# Refining outcome measures through observational cohorts to advance trials in morphea

> **NIH NIH R01** · UT SOUTHWESTERN MEDICAL CENTER · 2020 · $210,450

## Abstract

PROJECT SUMMARY
Morphea, localized scleroderma, is an inflammatory disorder that causes thickening and hardening of affected
skin in children and adults. This produces devastating cosmetic and functional impairment. Despite an
estimated prevalence similar to type I diabetes mellitus and greater than that of systemic sclerosis, there is
only one treatment with randomized control trial evidence for efficacy in morphea, methotrexate, the use of
which is greatly limited by toxicity.
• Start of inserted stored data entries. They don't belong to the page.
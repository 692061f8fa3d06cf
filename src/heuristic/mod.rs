//! Vendor heuristic chains: ordered locate-attempts against a rendered page.
//!
//! A chain is a declarative table of [`Strategy`] steps; [`run_chain`]
//! interprets it against a [`PageDriver`] in fixed priority order and stops
//! at the first step that produces something other than
//! [`Outcome::NotFound`]. Adding a vendor or selector is a data change in
//! [`chains`], not a control-flow change here.
//!
//! Step-local failures (missing selectors, interaction faults) are an
//! expected part of probing unknown page layouts: each step returns a typed
//! result and the runner maps recoverable errors to a logged miss, so
//! suppression is an explicit, auditable mapping rather than blanket
//! exception swallowing.

pub mod chains;

use std::path::PathBuf;
use std::time::Duration;

use regex::RegexBuilder;
use thiserror::Error;
use tracing::{debug, warn};
use url::Url;

use crate::session::{CaptureSignal, DriverError, Locator, PageDriver};

/// One locate-attempt in a vendor chain.
///
/// Preparatory steps ([`DismissOverlay`](Strategy::DismissOverlay),
/// [`ActivateSection`](Strategy::ActivateSection)) always yield
/// [`Outcome::NotFound`] so the chain continues past them; the remaining
/// kinds can terminate the chain.
#[derive(Debug, Clone, Copy)]
pub enum Strategy {
    /// Best-effort removal of a known blocking UI element.
    DismissOverlay {
        /// Element to remove if present.
        locator: Locator,
    },
    /// Best-effort activation of a tab/consent control, first workable
    /// locator wins; the chain proceeds even if none succeed.
    ActivateSection {
        /// Equivalent locators tried in order.
        locators: &'static [Locator],
        /// Render-settle pause after a successful activation.
        settle: Duration,
    },
    /// Scan all anchors for the first firmware-like target path.
    AnchorScan {
        /// Extensions identifying a firmware artifact.
        extensions: &'static [&'static str],
    },
    /// Click download-labeled controls while racing a bounded wait for a
    /// browser-native download event; falls back to the element's href.
    ClickCapture {
        /// Download controls tried in order.
        locators: &'static [Locator],
        /// Bound on the download-event wait per control.
        wait: Duration,
    },
    /// Extract the first extension-bearing href from the raw page markup.
    MarkupScan {
        /// Extension tokens to look for in the markup.
        tokens: &'static [&'static str],
    },
}

impl Strategy {
    /// Short name used in logs.
    #[must_use]
    pub fn name(&self) -> &'static str {
        match self {
            Self::DismissOverlay { .. } => "dismiss-overlay",
            Self::ActivateSection { .. } => "activate-section",
            Self::AnchorScan { .. } => "anchor-scan",
            Self::ClickCapture { .. } => "click-capture",
            Self::MarkupScan { .. } => "markup-scan",
        }
    }
}

/// An ordered, vendor-specific heuristic chain.
#[derive(Debug)]
pub struct ChainSpec {
    /// Vendor label used in logs.
    pub vendor: &'static str,
    /// Bound on the initial page navigation wait.
    pub nav_timeout: Duration,
    /// Steps in strict priority order, earlier strictly preferred.
    pub steps: &'static [Strategy],
}

/// Result of one heuristic invocation. Exactly one variant is produced;
/// never partial.
#[derive(Debug, Clone)]
pub enum Outcome {
    /// A resolved absolute URL believed to point at a firmware artifact,
    /// not yet fetched.
    Candidate {
        /// The absolute URL.
        url: Url,
    },
    /// A download already intercepted and persisted via a browser-native
    /// download event.
    Captured {
        /// Where the payload was persisted.
        path: PathBuf,
        /// The browser-suggested filename.
        suggested_name: String,
    },
    /// This heuristic found nothing; try the next one.
    NotFound,
}

/// Failure of a single chain step.
///
/// Recoverable by design: the runner logs these and advances to the next
/// step rather than aborting the chain.
#[derive(Debug, Error)]
pub enum StepError {
    /// The driver faulted while executing the step.
    #[error(transparent)]
    Driver(#[from] DriverError),

    /// A discovered href could not be resolved against the page URL.
    #[error("cannot resolve href {href:?} against {base}")]
    UnresolvableHref {
        /// The raw href attribute value.
        href: String,
        /// The page URL it was resolved against.
        base: Url,
    },
}

/// Executes a chain against the page, returning the first non-`NotFound`
/// outcome or `NotFound` once every step is exhausted.
///
/// Steps run strictly in sequence; each may mutate page state via clicks,
/// so no parallelism is attempted.
pub async fn run_chain(driver: &dyn PageDriver, base: &Url, spec: &ChainSpec) -> Outcome {
    for step in spec.steps {
        debug!(vendor = spec.vendor, step = step.name(), "running heuristic step");
        match run_step(driver, base, step).await {
            Ok(Outcome::NotFound) => {}
            Ok(outcome) => {
                debug!(vendor = spec.vendor, step = step.name(), "heuristic step succeeded");
                return outcome;
            }
            Err(error) => {
                warn!(
                    vendor = spec.vendor,
                    step = step.name(),
                    error = %error,
                    "heuristic step failed; continuing with next step"
                );
            }
        }
    }
    Outcome::NotFound
}

async fn run_step(
    driver: &dyn PageDriver,
    base: &Url,
    step: &Strategy,
) -> Result<Outcome, StepError> {
    match step {
        Strategy::DismissOverlay { locator } => {
            let removed = driver.dismiss(locator).await?;
            if removed {
                debug!(locator = %locator, "removed blocking overlay");
            }
            Ok(Outcome::NotFound)
        }
        Strategy::ActivateSection { locators, settle } => {
            activate_section(driver, locators, *settle).await
        }
        Strategy::AnchorScan { extensions } => anchor_scan(driver, base, extensions).await,
        Strategy::ClickCapture { locators, wait } => {
            click_capture(driver, base, locators, *wait).await
        }
        Strategy::MarkupScan { tokens } => markup_scan(driver, base, tokens).await,
    }
}

async fn activate_section(
    driver: &dyn PageDriver,
    locators: &[Locator],
    settle: Duration,
) -> Result<Outcome, StepError> {
    for locator in locators {
        match driver.click(locator).await {
            Ok(true) => {
                debug!(locator = %locator, "activated section");
                if !settle.is_zero() {
                    tokio::time::sleep(settle).await;
                }
                return Ok(Outcome::NotFound);
            }
            Ok(false) => {}
            Err(error) => {
                debug!(locator = %locator, error = %error, "activation attempt failed");
            }
        }
    }
    debug!("no section control matched; continuing with remaining heuristics");
    Ok(Outcome::NotFound)
}

async fn anchor_scan(
    driver: &dyn PageDriver,
    base: &Url,
    extensions: &[&str],
) -> Result<Outcome, StepError> {
    let hrefs = driver.anchor_hrefs().await?;
    for href in hrefs {
        let Ok(resolved) = base.join(&href) else {
            continue;
        };
        let path = resolved.path().to_ascii_lowercase();
        if extensions.iter().any(|ext| path.ends_with(ext)) {
            debug!(url = %resolved, "anchor scan found candidate");
            return Ok(Outcome::Candidate { url: resolved });
        }
    }
    Ok(Outcome::NotFound)
}

async fn click_capture(
    driver: &dyn PageDriver,
    base: &Url,
    locators: &[Locator],
    wait: Duration,
) -> Result<Outcome, StepError> {
    for locator in locators {
        let signal = match driver.click_and_await_download(locator, wait).await {
            Ok(signal) => signal,
            Err(error) => {
                debug!(locator = %locator, error = %error, "capture attempt failed");
                continue;
            }
        };
        match signal {
            CaptureSignal::Saved(captured) => {
                return Ok(Outcome::Captured {
                    path: captured.path,
                    suggested_name: captured.suggested_name,
                });
            }
            CaptureSignal::TimedOut => {
                // No download event fired; the control may be a plain link.
                if let Some(href) = driver.href_of(locator).await? {
                    let resolved =
                        base.join(&href)
                            .map_err(|_| StepError::UnresolvableHref {
                                href: href.clone(),
                                base: base.clone(),
                            })?;
                    debug!(url = %resolved, "click timed out but href found");
                    return Ok(Outcome::Candidate { url: resolved });
                }
                debug!(locator = %locator, "no download event and no href; trying next control");
            }
            CaptureSignal::Missing => {}
        }
    }
    Ok(Outcome::NotFound)
}

async fn markup_scan(
    driver: &dyn PageDriver,
    base: &Url,
    tokens: &[&str],
) -> Result<Outcome, StepError> {
    let markup = driver.markup().await?;
    let lowered = markup.to_lowercase();
    for token in tokens {
        if !lowered.contains(token) {
            continue;
        }
        let Some(href) = first_href_containing(&markup, token) else {
            continue;
        };
        let resolved = base
            .join(&href)
            .map_err(|_| StepError::UnresolvableHref {
                href: href.clone(),
                base: base.clone(),
            })?;
        debug!(url = %resolved, token, "markup scan found candidate");
        return Ok(Outcome::Candidate { url: resolved });
    }
    Ok(Outcome::NotFound)
}

/// Extracts the first `href` attribute value containing `token` from raw
/// markup.
fn first_href_containing(markup: &str, token: &str) -> Option<String> {
    let pattern = format!(
        r#"href=["']([^"']+{}[^"']*)["']"#,
        regex::escape(token)
    );
    let regex = RegexBuilder::new(&pattern)
        .case_insensitive(true)
        .build()
        .ok()?;
    regex
        .captures(markup)
        .and_then(|caps| caps.get(1))
        .map(|m| m.as_str().to_string())
}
New, less toxic treatment options (mycophenolate mofetil, abatacept, and
others) have shown promise in case series and observational studies, but trials are needed to examine safety
and efficacy of these promising therapies. The problem is that clinical and patient reported outcomes in
morphea are not ready for use in clinical trials. The Morphea in Adults and Children (MAC) and National
Registry for Childhood Onset Scleroderma (NRCOS) registries, led by the principal investigators, have already
begun to address this problem. Working together, we have validated the Localized Scleroderma Assessment
Tool (LoSCAT), the only clinical measure in morphea incorporating domains for activity and damage and
created using OMERACT criteria; and the pediatric Localized Scleroderma Life Quality Index (LoSQI), the only
disease specific patient reported outcome measure in morphea. Despite this progress, the sensitivity to change
and minimal clinically important difference of the LoSCAT needs to be examined before it can be used in
clinical trials and the LoSQI has not been validated in adults.
This proposal leverages the resources of the MAC and NCROS registries (the largest in the world) and the
multidisciplinary and complementary expertise of the investigators (including facilities at UTSW Medical Center
and the University of Pittsburgh) to conduct observational studies to fully validate outcomes and biomarkers for
use in clinical trials. The objectives of the proposed studies are to: 1) Determine sensitivity and minimal
clinically important difference of the LoSCAT activity component 2) Adapt the pediatric LoSQI for adult use 3)
and create a real time online dashboard to visualize and integrate clinical and patient reported outcomes
longitudinally. The conduct of these studies will not only create the outcomes and data platform necessary to
conduct well designed clinical trials in morphea, but also fully develop the multisite collaborations necessary for
trials in a rare disease.

## Key facts

- **NIH application ID:** 9882221
- **Project number:** 5R01AR073516-02
- **Recipient organization:** UT SOUTHWESTERN MEDICAL CENTER
- **Principal Investigator:** Heidi T Jacobe
- **Activity code:** R01 (R01, R21, SBIR, etc.)
- **Funding institute:** NIH
- **Fiscal year:** 2020
- **Award amount:** $210,450
- **Award type:** 5
- **Project period:** 2019-04-01 → 2022-01-31

## Primary source

NIH RePORTER: https://reporter.nih.gov/project-details/9882221

## Citation

> US National Institutes of Health, RePORTER application 9882221, Refining outcome measures through observational cohorts to advance trials in morphea (5R01AR073516-02). Retrieved via AI Analytics 2026-05-26 from https://api.ai-analytics.org/grant/nih/9882221. Licensed CC0.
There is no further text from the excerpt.